陈剑晖,名戈凡、韩江。1954年12月出生。1971年上山下乡到海南。1980年毕业于海南师专中文系。并于同年正式发表文学评论,迄今为止已在《文学评论》等刊发表了近百万字文章。出版的评论专著有《走向本体的文学》《新时期文学思潮》等。现为《海南师范学院学报》主编、剧编审。系中国作家协会会员、中国国当代文学研究会理事、中国散文学会理事,海南省算一届政协委员。

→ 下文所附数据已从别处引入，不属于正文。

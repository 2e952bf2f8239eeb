//! Epoch-seconds timestamps
//!
//! Instants travel as a JSON number of seconds since the Unix epoch with a
//! nine-digit fraction, e.g. `1577836800.123456789`. The number is written
//! and read as raw text so no precision is lost to `f64`. Readers also
//! accept whole seconds, exponent notation and RFC 3339 strings.

use chrono::{DateTime, Utc};
use serde::{Deserialize, Deserializer, Serialize, Serializer};
use serde_json::value::RawValue;

const NANOS_PER_SECOND: i128 = 1_000_000_000;
const FRACTION_DIGITS: usize = 9;

/// Decimal epoch-seconds text for `instant`
#[must_use]
pub fn format(instant: &DateTime<Utc>) -> String {
    let total = i128::from(instant.timestamp()) * NANOS_PER_SECOND
        + i128::from(instant.timestamp_subsec_nanos());
    let sign = if total < 0 { "-" } else { "" };
    let total = total.abs();
    format!(
        "{sign}{}.{:0width$}",
        total / NANOS_PER_SECOND,
        total % NANOS_PER_SECOND,
        width = FRACTION_DIGITS
    )
}

/// Parse decimal epoch seconds
///
/// Digits past the ninth fractional place are truncated.
#[must_use]
pub fn parse_decimal(text: &str) -> Option<DateTime<Utc>> {
    if text.contains(['e', 'E']) {
        return from_float(text.parse().ok()?);
    }

    let (negative, digits) = match text.strip_prefix('-') {
        Some(rest) => (true, rest),
        None => (false, text),
    };
    let (whole, fraction) = digits.split_once('.').unwrap_or((digits, ""));
    if whole.is_empty()
        || !whole.bytes().all(|b| b.is_ascii_digit())
        || !fraction.bytes().all(|b| b.is_ascii_digit())
    {
        return None;
    }

    let seconds: i128 = whole.parse().ok()?;
    let nanos: i128 = fraction
        .chars()
        .chain(std::iter::repeat('0'))
        .take(FRACTION_DIGITS)
        .collect::<String>()
        .parse()
        .ok()?;

    let total = seconds.checked_mul(NANOS_PER_SECOND)?.checked_add(nanos)?;
    from_total_nanos(if negative { -total } else { total })
}

fn from_total_nanos(total: i128) -> Option<DateTime<Utc>> {
    let seconds = i64::try_from(total.div_euclid(NANOS_PER_SECOND)).ok()?;
    let nanos = u32::try_from(total.rem_euclid(NANOS_PER_SECOND)).ok()?;
    DateTime::from_timestamp(seconds, nanos)
}

#[allow(clippy::cast_possible_truncation)]
fn from_float(value: f64) -> Option<DateTime<Utc>> {
    if !value.is_finite() {
        return None;
    }
    let seconds = value.floor();
    let nanos = ((value - seconds) * 1e9).round() as i128;
    from_total_nanos(seconds as i128 * NANOS_PER_SECOND + nanos)
}

fn parse_raw(raw: &str) -> Result<DateTime<Utc>, String> {
    if raw.starts_with('"') {
        let text: String = serde_json::from_str(raw).map_err(|e| e.to_string())?;
        return DateTime::parse_from_rfc3339(&text)
            .map(|instant| instant.with_timezone(&Utc))
            .ok()
            .or_else(|| parse_decimal(&text))
            .ok_or_else(|| format!("invalid timestamp: {text}"));
    }
    parse_decimal(raw).ok_or_else(|| format!("invalid timestamp: {raw}"))
}

/// `serde(with)` adapter for optional timestamps
pub mod option {
    use super::{format, parse_raw, RawValue};
    use super::{DateTime, Deserialize, Deserializer, Serialize, Serializer, Utc};
    use serde::de::Error as _;
    use serde::ser::Error as _;

    /// Write as a decimal number
    ///
    /// # Errors
    /// Propagates serializer failures
    pub fn serialize<S>(value: &Option<DateTime<Utc>>, serializer: S) -> Result<S::Ok, S::Error>
    where
        S: Serializer,
    {
        match value {
            Some(instant) => RawValue::from_string(format(instant))
                .map_err(S::Error::custom)?
                .serialize(serializer),
            None => serializer.serialize_none(),
        }
    }

    /// Read a decimal number, whole seconds or an RFC 3339 string
    ///
    /// # Errors
    /// Fails when the value is none of those
    pub fn deserialize<'de, D>(deserializer: D) -> Result<Option<DateTime<Utc>>, D::Error>
    where
        D: Deserializer<'de>,
    {
        let Some(raw) = Option::<Box<RawValue>>::deserialize(deserializer)? else {
            return Ok(None);
        };
        parse_raw(raw.get()).map(Some).map_err(D::Error::custom)
    }
}

#[cfg(test)]
mod tests {
    use super::*;

    fn at(seconds: i64, nanos: u32) -> DateTime<Utc> {
        DateTime::from_timestamp(seconds, nanos).unwrap()
    }

    #[test]
    fn formats_nine_fraction_digits() {
        assert_eq!(format(&at(1_577_836_800, 123_456_789)), "1577836800.123456789");
        assert_eq!(format(&at(1_577_836_800, 0)), "1577836800.000000000");
        assert_eq!(format(&at(0, 5)), "0.000000005");
    }

    #[test]
    fn formats_before_epoch() {
        assert_eq!(format(&at(-1, 500_000_000)), "-0.500000000");
        assert_eq!(parse_decimal("-0.5"), Some(at(-1, 500_000_000)));
    }

    #[test]
    fn parses_exactly() {
        assert_eq!(
            parse_decimal("1577836800.123456789"),
            Some(at(1_577_836_800, 123_456_789))
        );
        assert_eq!(parse_decimal("1577836800"), Some(at(1_577_836_800, 0)));
        assert_eq!(parse_decimal("1577836800.1"), Some(at(1_577_836_800, 100_000_000)));
        assert_eq!(
            parse_decimal("1577836800.1234567891234"),
            Some(at(1_577_836_800, 123_456_789))
        );
    }

    #[test]
    fn parses_exponent() {
        assert_eq!(parse_decimal("1.5E9"), Some(at(1_500_000_000, 0)));
    }

    #[test]
    fn rejects_garbage() {
        assert_eq!(parse_decimal(""), None);
        assert_eq!(parse_decimal(".5"), None);
        assert_eq!(parse_decimal("12a"), None);
        assert!(parse_raw("true").is_err());
        assert!(parse_raw("\"yesterday\"").is_err());
    }

    #[test]
    fn accepts_rfc3339_string() {
        assert_eq!(
            parse_raw("\"2020-01-01T00:00:00.5Z\""),
            Ok(at(1_577_836_800, 500_000_000))
        );
    }

    #[test]
    fn round_trips_text() {
        let instant = at(1_700_000_123, 987_654_321);
        assert_eq!(parse_decimal(&format(&instant)), Some(instant));
    }
}
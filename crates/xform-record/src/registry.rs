//! Discriminator registry for untyped payloads
//!
//! Used when the caller does not know which record type a stored blob
//! holds: the `clazz` tag is peeked and looked up in a static table of
//! decode functions. Tags that are absent or not registered produce
//! [`AnyRecord::Unknown`] with the raw value preserved.

use crate::json::{self, CodecError};
use crate::metadata::{MetadataBody, MetadataRecord};
use crate::record::RecordBody;
use crate::request_info::{RequestInfoBody, RequestInfoRecord};
use crate::transformation::{TransformationBody, TransformationRecord};
use serde_json::Value;

/// Any record this crate knows how to decode
#[derive(Debug, Clone, PartialEq)]
pub enum AnyRecord {
    /// `clazz = "request"`
    RequestInfo(RequestInfoRecord),
    /// `clazz = "metadata"`
    Metadata(MetadataRecord),
    /// `clazz = "transformation"`
    Transformation(TransformationRecord),
    /// Tag absent or unregistered
    Unknown {
        /// Tag as found, if it was a string
        clazz: Option<String>,
        /// Untouched payload
        value: Value,
    },
}

type Decoder = fn(Value) -> Result<AnyRecord, serde_json::Error>;

fn decode_request_info(value: Value) -> Result<AnyRecord, serde_json::Error> {
    serde_json::from_value(value).map(AnyRecord::RequestInfo)
}

fn decode_metadata(value: Value) -> Result<AnyRecord, serde_json::Error> {
    serde_json::from_value(value).map(AnyRecord::Metadata)
}

fn decode_transformation(value: Value) -> Result<AnyRecord, serde_json::Error> {
    serde_json::from_value(value).map(AnyRecord::Transformation)
}

static DECODERS: [(&str, Decoder); 3] = [
    (RequestInfoBody::CLAZZ, decode_request_info),
    (MetadataBody::CLAZZ, decode_metadata),
    (TransformationBody::CLAZZ, decode_transformation),
];

fn lookup(clazz: &str) -> Option<Decoder> {
    DECODERS
        .iter()
        .find(|(tag, _)| *tag == clazz)
        .map(|(_, decoder)| *decoder)
}

impl AnyRecord {
    /// Decode an already-parsed JSON value
    ///
    /// # Errors
    /// Returns [`CodecError::Malformed`] if a registered tag is found but the
    /// payload does not fit its record shape
    pub fn from_value(value: Value) -> Result<Self, CodecError> {
        let clazz = value.get("clazz").and_then(Value::as_str).map(str::to_owned);

        match clazz.as_deref().and_then(lookup) {
            Some(decoder) => Ok(decoder(value)?),
            None => Ok(Self::Unknown { clazz, value }),
        }
    }

    /// Decode from a JSON string
    ///
    /// # Errors
    /// Returns [`CodecError::Malformed`] on invalid payload
    pub fn from_json(content: &str) -> Result<Self, CodecError> {
        Self::from_value(json::from_str(content)?)
    }

    /// Registered tags
    #[must_use]
    pub fn registered() -> impl Iterator<Item = &'static str> {
        DECODERS.iter().map(|(tag, _)| *tag)
    }

    /// Tag of this record
    #[must_use]
    pub fn clazz(&self) -> Option<&str> {
        match self {
            Self::RequestInfo(r) => r.clazz(),
            Self::Metadata(r) => r.clazz(),
            Self::Transformation(r) => r.clazz(),
            Self::Unknown { clazz, .. } => clazz.as_deref(),
        }
    }

    /// Identifier of this record, if readable
    #[must_use]
    pub fn id(&self) -> Option<&str> {
        match self {
            Self::RequestInfo(r) => r.id(),
            Self::Metadata(r) => r.id(),
            Self::Transformation(r) => r.id(),
            Self::Unknown { value, .. } => value.get("id").and_then(Value::as_str),
        }
    }

    /// Whether the tag was not registered
    #[inline]
    #[must_use]
    pub fn is_unknown(&self) -> bool {
        matches!(self, Self::Unknown { .. })
    }
}
//! Transformation record

use crate::metadata::MetadataRecord;
use crate::record::{Record, RecordBody, RecordHeader};
use crate::request_info::RequestInfoRecord;
use chrono::{DateTime, Utc};
use serde::{Deserialize, Serialize};

/// Wire shape of a transformation and all of its metadata sub-tasks
#[derive(Debug, Clone, Default, PartialEq, Serialize, Deserialize)]
pub struct TransformationBody {
    /// Carried by the enclosing [`Record`] envelope
    #[serde(skip)]
    pub header: RecordHeader,

    #[serde(default, skip_serializing_if = "Option::is_none")]
    pub request_info: Option<RequestInfoRecord>,

    #[serde(
        default,
        skip_serializing_if = "Option::is_none",
        with = "crate::timestamp::option"
    )]
    pub start_time: Option<DateTime<Utc>>,

    #[serde(default)]
    pub metadatas: Vec<MetadataRecord>,
}

impl RecordBody for TransformationBody {
    const CLAZZ: &'static str = "transformation";
    const CURRENT_VERSION: i32 = 1;
    const MINIMUM_VERSION: i32 = 1;

    fn header(&self) -> &RecordHeader {
        &self.header
    }

    fn header_mut(&mut self) -> &mut RecordHeader {
        &mut self.header
    }
}

/// Transformation record as stored
pub type TransformationRecord = Record<TransformationBody>;
//! Opaque entity identifiers

use std::borrow::Borrow;
use std::fmt;
use uuid::Uuid;

/// Identifier assigned once at creation and never changed
///
/// Hashes and compares like the underlying string, so maps keyed by
/// `EntityId` can be queried with a plain `&str`.
#[derive(Debug, Clone, PartialEq, Eq, Hash, PartialOrd, Ord)]
pub struct EntityId(String);

impl EntityId {
    /// Generate a fresh random identifier
    #[must_use]
    pub fn generate() -> Self {
        Self(Uuid::new_v4().to_string())
    }

    /// Borrow as a string slice
    #[inline]
    #[must_use]
    pub fn as_str(&self) -> &str {
        &self.0
    }
}

impl From<String> for EntityId {
    fn from(id: String) -> Self {
        Self(id)
    }
}

impl From<&str> for EntityId {
    fn from(id: &str) -> Self {
        Self(id.to_owned())
    }
}

impl From<EntityId> for String {
    fn from(id: EntityId) -> Self {
        id.0
    }
}

impl Borrow<str> for EntityId {
    fn borrow(&self) -> &str {
        &self.0
    }
}

impl AsRef<str> for EntityId {
    fn as_ref(&self) -> &str {
        &self.0
    }
}

impl fmt::Display for EntityId {
    fn fmt(&self, f: &mut fmt::Formatter<'_>) -> fmt::Result {
        f.write_str(&self.0)
    }
}

#[cfg(test)]
mod tests {
    use super::*;
    use std::collections::HashMap;

    #[test]
    fn generated_ids_are_distinct() {
        assert_ne!(EntityId::generate(), EntityId::generate());
    }

    #[test]
    fn lookup_by_str() {
        let mut map = HashMap::new();
        map.insert(EntityId::from("abc"), 1);
        assert_eq!(map.get("abc"), Some(&1));
    }
}
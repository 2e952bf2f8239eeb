//! In-Memory Transformation Store
//!
//! Reference store for transformation tracking: a concurrent map of
//! transformations, each holding a concurrent map of sub-tasks guarded by
//! their own locks.
//!
//! ```rust
//! use xform_inmemory::prelude::*;
//! use xform_inmemory::InMemoryTransformationManager;
//!
//! let manager = InMemoryTransformationManager::new();
//! let transformation = manager
//!     .create_transform("http://host/current", "http://host/final", "http://host/metacard")
//!     .unwrap();
//!
//! let unit = transformation.add("idx").unwrap();
//! unit.succeed("text/plain", &b"hi"[..]).unwrap();
//!
//! assert_eq!(transformation.state(), State::Successful);
//! assert_eq!(unit.content_length(), Some(2));
//! ```

#![warn(unreachable_pub)]

mod config;
mod manager;
mod metadata;
mod store;
mod transformation;

pub use config::{ConfigError, InMemoryConfig};
pub use manager::InMemoryTransformationManager;
pub use metadata::InMemoryMetadata;
pub use store::TransformationStore;
pub use transformation::{InMemoryTransformation, RestoreContext};

/// Prelude for common imports
pub mod prelude {
    pub use xform_core::prelude::*;
    pub use xform_core::Persistable;
}

/// Version of this crate
pub const VERSION: &str = env!("CARGO_PKG_VERSION");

据说,文艺界的许多朋友都称他是“大智若愚”,据说,他家的厅堂里挂着一张大大的字幅,写的是:“大智若愚”;据说……许多有关他的“据说”,都离不开“大智若愚”四个字。

我认识陈剑晖已有十余年。他和我的老师郭小东是朋友,认识他之前,已听郭老师介绍过不少情况,其中当然包括一些有关他“大智若愚”的笑谈。

陈剑晖原是海南岛几十万知青大军中的一名胸中暗怀大志的“兵团战士”。他挺有才气,在“接受再教有”的日子里,尝试着写过一些诗歌,散文、投到《兵团战士报》《广东农垦报》上发表。后来上大学,未出校门便与人合作写大块头文章,在《文学评论》上一炮打响。他和我们是同辈人,那时不过才二十四五岁。未未见其人,我和我的同学们就已很佩服他了。因为他的大块头文章,也因为那些“大智若愚”传闻,我们期待着他的出现,已多少带有点神秘感。

第一次见他是在郭小东老师家里。星期天,我和几个同学到郭老师家里闲聊,他来了,手里提着一条约两三斤重的大鲩鱼,用报纸裹着。他那时大学毕业不到一年,据说:毕业分配时留校名单中原有他的名字,后因不谙世故而在激烈的人事竞争中坐等分配方案的公布,结果糊里糊涂地被挤到一所地处山沟的师范学校任教。他出名后,母校为将他调回,很是费了一番努力和代价。这是后话。当时,我们见了他觉得与传闻中的形象很相符。他身材适中很年轻,很壮实,戴一副眼镜,着一套中山装,粗憨中又透出一股斯文气,很有点山村民办教师的风度。郭老师把我们介绍给他,他很客气很认真地逐一与我们握手。接着,有点迫不及待地打开纸包,亮出那条带来的大鱼,得意地说:“怎么样,很新鲜吧?”大家都以为新鲜。师母陈冠接过去拾掇,发现那鱼只是表面光鲜,其实里面早已腐烂。大家都猜是鱼販子做了手脚,用农药处理过的,于是笑他。他悻悻然说“这鱼的样子是挺新鲜的嘛。”他说得挺认真,似乎还有点委屈。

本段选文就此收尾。